====== GIVEN DATA

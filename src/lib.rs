//! # docling-chunker
//!
//! Structure-aware chunking of documents that an extraction engine has
//! already converted to markdown. Chunks are bounded in size, keep tables and
//! figures intact, and carry provenance for retrieval and embedding pipelines.
//!
//! ## Quick Start
//!
//! ```rust,no_run
//! use docling_chunker::{ChunkingConfig, ChunkingOrchestrator, DocumentInput};
//!
//! fn main() -> Result<(), Box<dyn std::error::Error>> {
//!     let orchestrator = ChunkingOrchestrator::new(ChunkingConfig::with_sizes(1500, 150)?)?;
//!
//!     let markdown = std::fs::read_to_string("report.md")?;
//!     let document = DocumentInput::new("report.pdf", markdown).with_page_count(12);
//!
//!     let chunks = orchestrator.chunk_document(&document, "auto", None)?;
//!     for chunk in &chunks {
//!         println!("{} [{}] {} tokens", chunk.id, chunk.kind, chunk.token_count.unwrap_or(0));
//!     }
//!
//!     docling_chunker::save_chunks_to_json(&chunks, "chunks.json", true)?;
//!     Ok(())
//! }
//! ```

// Core modules
pub mod api;
pub mod config;
pub mod document;
pub mod error;
pub mod strategy;
pub mod text;
pub mod utils;

// Re-export main API types
pub use api::{ChunkExport, ChunkingOrchestrator, ChunkingStats, chunks_to_json, save_chunks_to_json};
pub use config::{ChunkingConfig, TokenEstimation};
pub use document::{ClassificationHint, DocumentInput};
pub use error::{ChunkingError, Result};

// Re-export commonly used types
pub use strategy::{ChunkingStrategy, StrategyKind, select_strategy};
pub use text::{Chunk, ChunkKind, ChunkMetadata};
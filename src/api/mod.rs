//! API layer for docling-chunker
//!
//! This module provides the orchestrator that callers chunk documents with,
//! and the JSON export of its results.

pub mod export;
pub mod orchestrator;

// Re-export main API types
pub use export::{ChunkExport, ChunkingStats, chunks_to_json, save_chunks_to_json};
pub use orchestrator::ChunkingOrchestrator;
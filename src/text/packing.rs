//! Size-bounded packing of segments into chunks
//!
//! A segment that fits within `max_chunk_size` becomes one chunk. Larger
//! segments are re-split at blank lines and the paragraphs are accumulated
//! greedily; each emitted piece seeds the next with its trailing
//! `overlap_size` characters. A paragraph that alone exceeds the bound is cut
//! at character boundaries with the same overlap. Tables and figures are
//! always emitted whole.

use crate::config::ChunkingConfig;
use crate::strategy::StrategyKind;
use crate::text::boundary::{Segment, SegmentKind};
use crate::text::chunk::{Chunk, ChunkKind, ChunkMetadata, chunk_id};
use crate::utils::{char_len, split_at_char, tail_chars};

const PARAGRAPH_SEPARATOR: &str = "\n\n";

/// Accumulates chunks for one document, assigning ordinals in emission order
pub struct ChunkPacker<'a> {
    config: &'a ChunkingConfig,
    strategy: StrategyKind,
    chunks: Vec<Chunk>,
}

impl<'a> ChunkPacker<'a> {
    pub fn new(config: &'a ChunkingConfig, strategy: StrategyKind) -> Self {
        Self {
            config,
            strategy,
            chunks: Vec::new(),
        }
    }

    /// Pack a full segment sequence
    pub fn pack(mut self, segments: &[Segment]) -> Vec<Chunk> {
        for segment in segments {
            self.push_segment(segment);
        }
        self.finish()
    }

    pub fn push_segment(&mut self, segment: &Segment) {
        let content = segment.text.trim();
        if content.is_empty() {
            return;
        }

        if segment.kind.is_atomic() || char_len(content) <= self.config.max_chunk_size() {
            self.emit(content, segment, false);
        } else {
            self.split_segment(segment);
        }
    }

    pub fn finish(self) -> Vec<Chunk> {
        self.chunks
    }

    fn split_segment(&mut self, segment: &Segment) {
        let max = self.config.max_chunk_size();
        let separator_len = char_len(PARAGRAPH_SEPARATOR);
        let mut buffer = String::new();

        let paragraphs = segment
            .text
            .split(PARAGRAPH_SEPARATOR)
            .map(str::trim)
            .filter(|p| !p.is_empty());

        for paragraph in paragraphs {
            if buffer.is_empty() {
                buffer.push_str(paragraph);
            } else if char_len(&buffer) + separator_len + char_len(paragraph) > max {
                let carried = self.emit_partial(&buffer, segment);
                buffer = if carried.is_empty() {
                    paragraph.to_string()
                } else {
                    format!("{}{}{}", carried, PARAGRAPH_SEPARATOR, paragraph)
                };
            } else {
                buffer.push_str(PARAGRAPH_SEPARATOR);
                buffer.push_str(paragraph);
            }

            // A single paragraph can still exceed the bound
            while char_len(&buffer) > max {
                let (head, rest) = buffer.split_at(cut_offset(&buffer, max, self.config.overlap_size()));
                let carried = self.emit_partial(head, segment);
                let next = join_overlap(&carried, head, rest);
                // The overlap must never stall the cut
                buffer = if char_len(&next) < char_len(&buffer) {
                    next
                } else {
                    rest.trim_start().to_string()
                };
            }
        }

        if !buffer.trim().is_empty() {
            self.emit_partial(&buffer, segment);
        }
    }

    /// Emit one piece of a split segment and return the overlap to carry forward
    fn emit_partial(&mut self, text: &str, segment: &Segment) -> String {
        let content = text.trim();
        if content.is_empty() {
            return String::new();
        }
        self.emit(content, segment, true);
        tail_chars(content, self.config.overlap_size())
            .trim_start()
            .to_string()
    }

    fn emit(&mut self, content: &str, segment: &Segment, partial: bool) {
        let index = self.chunks.len();
        let whole_kind = match segment.kind {
            SegmentKind::Section => ChunkKind::Section,
            SegmentKind::ContentBlock => ChunkKind::ContentBlock,
            SegmentKind::Table => ChunkKind::Table,
            SegmentKind::Figure => ChunkKind::Figure,
            SegmentKind::PageSection => ChunkKind::PageSection,
        };
        let kind = if partial { whole_kind.partial() } else { whole_kind };

        if !segment.kind.is_atomic() && char_len(content) < self.config.min_chunk_size() {
            log::trace!(
                "Chunk {} is below the advisory minimum ({} < {})",
                index,
                char_len(content),
                self.config.min_chunk_size()
            );
        }

        let metadata = ChunkMetadata {
            strategy: Some(self.strategy),
            chunk_index: Some(index),
            section_title: segment.title.clone(),
            section_level: segment.level,
            is_partial: partial.then_some(true),
            element_type: segment.kind.is_atomic().then_some(whole_kind),
            approximate_page: segment.page,
            ..ChunkMetadata::default()
        };

        self.chunks.push(Chunk {
            id: chunk_id(content, index),
            content: content.to_string(),
            kind,
            metadata,
            start_position: None,
            end_position: None,
            token_count: Some(self.config.estimate_tokens(content)),
        });
    }
}

/// Byte offset at which to cut `text` so the head holds at most `max`
/// characters. Prefers the last whitespace that leaves more than `min_head`
/// characters in the trimmed head; otherwise cuts at exactly `max` characters.
fn cut_offset(text: &str, max: usize, min_head: usize) -> usize {
    let hard = split_at_char(text, max).0.len();
    let breaks: Vec<usize> = text
        .char_indices()
        .take(max + 1)
        .skip(1)
        .filter(|(_, ch)| ch.is_whitespace())
        .map(|(idx, _)| idx)
        .collect();

    breaks
        .into_iter()
        .rev()
        .find(|&idx| char_len(text[..idx].trim()) > min_head)
        .unwrap_or(hard)
}

/// Seed the next piece with the carried overlap, keeping one whitespace
/// character where the cut fell between words.
fn join_overlap(carried: &str, head: &str, rest: &str) -> String {
    let body = rest.trim_start();
    if body.is_empty() {
        return String::new();
    }
    if carried.is_empty() {
        return body.to_string();
    }

    let separator = rest
        .chars()
        .next()
        .filter(|c| c.is_whitespace())
        .or_else(|| head.chars().last().filter(|c| c.is_whitespace()));
    match separator {
        Some(sep) => format!("{}{}{}", carried, sep, body),
        None => format!("{}{}", carried, body),
    }
}
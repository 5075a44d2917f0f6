//! Table and figure aware strategy
//!
//! Tables and figures become standalone chunks. The text around them is
//! packed like any other content block.

use super::{ChunkingStrategy, StrategyKind};
use crate::config::ChunkingConfig;
use crate::document::DocumentInput;
use crate::error::Result;
use crate::text::{Segment, detect_structured_elements};

#[derive(Debug, Default)]
pub struct TableAwareStrategy;

impl TableAwareStrategy {
    pub fn new() -> Self {
        Self
    }
}

impl ChunkingStrategy for TableAwareStrategy {
    fn kind(&self) -> StrategyKind {
        StrategyKind::TableAware
    }

    fn detect(&self, document: &DocumentInput, _config: &ChunkingConfig) -> Result<Vec<Segment>> {
        Ok(detect_structured_elements(&document.markdown))
    }
}

#[cfg(test)]
mod tests {
    use super::*;
    use crate::text::ChunkKind;

    #[test]
    fn test_table_figure_and_text() {
        let markdown = "Revenue summary\n\n| Year | Revenue |\n|------|---------|\n| 2023 | 10 |\n| 2024 | 12 |\n\n![Growth chart](growth.png)\nClosing notes.";
        let document = DocumentInput::new("report.md", markdown);
        let chunks = TableAwareStrategy::new()
            .chunk(&document, &ChunkingConfig::default())
            .unwrap();

        let kinds: Vec<ChunkKind> = chunks.iter().map(|c| c.kind).collect();
        assert_eq!(
            kinds,
            vec![
                ChunkKind::ContentBlock,
                ChunkKind::Table,
                ChunkKind::Figure,
                ChunkKind::ContentBlock,
            ]
        );
        assert_eq!(chunks[1].content.lines().count(), 4);
        assert_eq!(chunks[2].content, "![Growth chart](growth.png)");
        assert_eq!(chunks[2].metadata.element_type, Some(ChunkKind::Figure));
        assert_eq!(chunks[3].content, "Closing notes.");
        assert!(chunks.iter().all(|c| c.metadata.strategy == Some(StrategyKind::TableAware)));
    }

    #[test]
    fn test_oversized_table_kept_whole() {
        let rows = "| cell | value |\n".repeat(40);
        let document = DocumentInput::new("t.md", rows.clone());
        let config = ChunkingConfig::new(100, 10, 10).unwrap();
        let chunks = TableAwareStrategy::new().chunk(&document, &config).unwrap();

        assert_eq!(chunks.len(), 1);
        assert_eq!(chunks[0].kind, ChunkKind::Table);
        assert_eq!(chunks[0].content, rows.trim());
    }

    #[test]
    fn test_long_text_is_packed() {
        let text = format!("{}\n\n{}", "a".repeat(80), "b".repeat(80));
        let document = DocumentInput::new("t.md", text);
        let config = ChunkingConfig::new(100, 10, 0).unwrap();
        let chunks = TableAwareStrategy::new().chunk(&document, &config).unwrap();

        assert_eq!(chunks.len(), 2);
        assert!(chunks.iter().all(|c| c.kind == ChunkKind::ContentBlockPartial));
    }
}
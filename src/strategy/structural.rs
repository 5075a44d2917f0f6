//! Structure-preserving strategy: one chunk per markdown section

use super::{ChunkingStrategy, StrategyKind};
use crate::config::ChunkingConfig;
use crate::document::DocumentInput;
use crate::error::Result;
use crate::text::{Segment, SectionDetector};

pub struct StructuralStrategy {
    detector: SectionDetector,
}

impl StructuralStrategy {
    pub fn new() -> Result<Self> {
        Ok(Self {
            detector: SectionDetector::new()?,
        })
    }
}

impl ChunkingStrategy for StructuralStrategy {
    fn kind(&self) -> StrategyKind {
        StrategyKind::Structural
    }

    fn detect(&self, document: &DocumentInput, _config: &ChunkingConfig) -> Result<Vec<Segment>> {
        Ok(self.detector.detect(&document.markdown))
    }
}
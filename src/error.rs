//! Error types for docling-chunker
//!
//! Internal detectors, packers and strategies are honestly fallible and
//! propagate these errors. Only the orchestrator boundary turns a failure
//! into the sentinel `error` chunk.

use thiserror::Error;

/// Main error type for chunking operations
#[derive(Error, Debug)]
pub enum ChunkingError {
    /// Invalid chunking configuration
    #[error("Configuration error: {0}")]
    Config(String),

    /// Input file is larger than the configured ceiling
    #[error("File too large: {path} ({size_mb:.2} MB exceeds limit of {limit_mb:.2} MB)")]
    SizeLimitExceeded {
        path: String,
        size_mb: f64,
        limit_mb: f64,
    },

    /// Input that cannot be treated as markdown text
    #[error("Malformed input: {0}")]
    MalformedInput(String),

    /// Text processing errors
    #[error("Text processing error: {0}")]
    TextProcessing(String),

    /// I/O errors
    #[error("I/O error: {0}")]
    Io(#[from] std::io::Error),

    /// JSON serialization/deserialization errors
    #[error("JSON error: {0}")]
    Json(#[from] serde_json::Error),
}

impl ChunkingError {
    /// Whether this error must reach the caller instead of being collapsed
    /// into an error chunk.
    pub fn is_fatal(&self) -> bool {
        matches!(
            self,
            ChunkingError::Config(_) | ChunkingError::SizeLimitExceeded { .. }
        )
    }
}

/// Result type alias for chunking operations
pub type Result<T> = std::result::Result<T, ChunkingError>;
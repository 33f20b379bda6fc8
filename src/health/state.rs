//! Backend health state machine.
//!
//! # State Transitions
//! ```text
//! Healthy → Unhealthy: consecutive failures >= unhealthy_threshold
//! Unhealthy → Healthy: consecutive successes >= healthy_threshold
//! ```
//!
//! # Design Decisions
//! - Hysteresis prevents flapping
//! - Counters reset on state transition
//! - The tracker only decides; the caller applies the transition

use std::collections::HashMap;

use crate::load_balancer::BackendId;

/// Result of a single probe.
#[derive(Debug, Clone, Copy, PartialEq, Eq)]
pub enum ProbeOutcome {
    Success,
    Failure,
}

/// A health change the caller must apply to the engine.
#[derive(Debug, Clone, Copy, PartialEq, Eq)]
pub enum Transition {
    BecameHealthy,
    BecameUnhealthy,
}

#[derive(Debug, Default, Clone, Copy)]
struct Streak {
    successes: u32,
    failures: u32,
}

/// Consecutive success/failure counters per backend.
#[derive(Debug)]
pub struct HealthTracker {
    healthy_threshold: u32,
    unhealthy_threshold: u32,
    streaks: HashMap<BackendId, Streak>,
}

impl HealthTracker {
    pub fn new(healthy_threshold: u32, unhealthy_threshold: u32) -> Self {
        Self {
            healthy_threshold: healthy_threshold.max(1),
            unhealthy_threshold: unhealthy_threshold.max(1),
            streaks: HashMap::new(),
        }
    }

    /// Record a probe of a backend currently in state `healthy`.
    pub fn observe(
        &mut self,
        id: &BackendId,
        healthy: bool,
        outcome: ProbeOutcome,
    ) -> Option<Transition> {
        let streak = self.streaks.entry(id.clone()).or_default();

        match outcome {
            ProbeOutcome::Success => {
                streak.failures = 0;
                streak.successes = streak.successes.saturating_add(1);
                if !healthy && streak.successes >= self.healthy_threshold {
                    *streak = Streak::default();
                    return Some(Transition::BecameHealthy);
                }
            }
            ProbeOutcome::Failure => {
                streak.successes = 0;
                streak.failures = streak.failures.saturating_add(1);
                if healthy && streak.failures >= self.unhealthy_threshold {
                    *streak = Streak::default();
                    return Some(Transition::BecameUnhealthy);
                }
            }
        }
        None
    }

    /// Drop counters for backends no longer in the table.
    pub fn retain(&mut self, current: &[BackendId]) {
        self.streaks.retain(|id, _| current.contains(id));
    }
}
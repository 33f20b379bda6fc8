//! Multi-algorithm HTTP load balancer.
//!
//! The core is [`load_balancer::LoadBalancer`], a thread-safe engine that
//! picks a backend per request using round robin, smooth weighted round
//! robin, least connections or client-IP hashing. The remaining modules
//! wrap it into a runnable proxy.

pub mod config;
pub mod health;
pub mod http;
pub mod lifecycle;
pub mod load_balancer;
pub mod observability;

pub use config::schema::ProxyConfig;
pub use http::HttpServer;
pub use lifecycle::Shutdown;
pub use load_balancer::{Algorithm, BackendId, BackendSpec, LoadBalancer, LoadBalancerError};
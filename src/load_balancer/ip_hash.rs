//! Client-hash load balancing strategy.
//!
//! The client id is hashed and reduced modulo the size of the *current*
//! healthy set. A client therefore stays on the same backend only while the
//! healthy set is unchanged: when any other backend changes health the
//! modulus or the positions shift, and the client may move even though its
//! own backend never went down. Stable placement would need consistent hashing.

use std::hash::{DefaultHasher, Hash, Hasher};

use crate::load_balancer::{BackendTable, SelectionState, Strategy};

/// Hash-based (sticky) selector keyed on the client id.
#[derive(Debug, Default, Clone, Copy)]
pub struct IpHash;

impl IpHash {
    /// Deterministic hash of a client id.
    ///
    /// `DefaultHasher::new()` uses fixed keys, so the value is stable for the
    /// lifetime of the process.
    pub fn hash_client(client_id: &str) -> u64 {
        let mut hasher = DefaultHasher::new();
        client_id.hash(&mut hasher);
        hasher.finish()
    }
}

impl Strategy for IpHash {
    fn next_server(
        &self,
        table: &BackendTable,
        _state: &SelectionState,
        client_id: &str,
    ) -> Option<usize> {
        // One pass over the health flags so the count and the lookup agree.
        let healthy: Vec<usize> = table.healthy().map(|(index, _)| index).collect();
        if healthy.is_empty() {
            return None;
        }

        let slot = Self::hash_client(client_id) % healthy.len() as u64;
        Some(healthy[slot as usize])
    }

    fn name(&self) -> &'static str {
        "ip-hash"
    }
}
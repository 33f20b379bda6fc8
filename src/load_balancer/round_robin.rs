//! Round-robin load balancing strategy.

use crate::load_balancer::{BackendTable, SelectionState, Strategy};

/// Round-robin selector.
///
/// Takes `cursor mod N` as the starting index and probes forward at most
/// `N - 1` further positions for a healthy backend, so no index is tried
/// twice in one call.
#[derive(Debug, Default, Clone, Copy)]
pub struct RoundRobin;

impl Strategy for RoundRobin {
    fn next_server(
        &self,
        table: &BackendTable,
        state: &SelectionState,
        _client_id: &str,
    ) -> Option<usize> {
        let backends = table.backends();
        if backends.is_empty() {
            return None;
        }

        let len = backends.len();
        let start = state.next_cursor() % len;

        (0..len)
            .map(|i| (start + i) % len)
            .find(|&index| backends[index].is_healthy())
    }

    fn name(&self) -> &'static str {
        "round-robin"
    }
}
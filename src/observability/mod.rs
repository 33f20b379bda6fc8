//! Observability subsystem.
//!
//! # Data Flow
//! ```text
//! All subsystems produce:
//!     → logging.rs (structured log events, status reports)
//!     → metrics.rs (counters, gauges, histograms)
//!
//! Consumers:
//!     → stdout and an append-mode log file
//!     → Metrics endpoint (Prometheus scrape)
//! ```
//!
//! # Design Decisions
//! - Metric calls are no-ops until a recorder is installed
//! - Request ID flows through the HTTP layer into every request span

use thiserror::Error;

pub mod logging;
pub mod metrics;

pub use logging::{init_logging, report_status};
pub use metrics::init_metrics;

/// Errors raised while installing log sinks or the metrics exporter.
#[derive(Debug, Error)]
pub enum ObservabilityError {
    #[error("failed to open log file '{path}': {source}")]
    LogFile {
        path: String,
        #[source]
        source: std::io::Error,
    },

    #[error("failed to install log subscriber: {0}")]
    Subscriber(#[from] tracing_subscriber::util::TryInitError),

    #[error("failed to install metrics exporter: {0}")]
    Metrics(#[from] metrics_exporter_prometheus::BuildError),
}
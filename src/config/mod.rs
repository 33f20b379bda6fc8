//! Configuration management subsystem.
//!
//! # Data Flow
//! ```text
//! config file (TOML)
//!     → loader.rs (parse & deserialize)
//!     → validation.rs (semantic checks)
//!     → ProxyConfig (validated)
//!     → LoadBalancer::configure
//!
//! On file change:
//!     watcher.rs detects change
//!     → loader.rs loads and validates
//!     → valid configs are sent to the reload loop
//!     → LoadBalancer::configure swaps the backend table
//! ```
//!
//! # Design Decisions
//! - All fields have defaults to allow minimal configs
//! - A missing or invalid file at startup falls back to the defaults
//! - Validation separates syntactic (serde) from semantic checks

pub mod loader;
pub mod schema;
pub mod validation;
pub mod watcher;

pub use loader::{load_config, load_or_default, ConfigError};
pub use schema::{
    BackendConfig, HealthCheckConfig, LoadBalancerConfig, LoggingConfig, MetricsConfig,
    ProxyConfig, ServerConfig,
};
pub use validation::{validate_config, ValidationError};
pub use watcher::ConfigWatcher;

============

Only a number is expected: how many lines of the data include the string "watcher".

=== ANSWER ===
3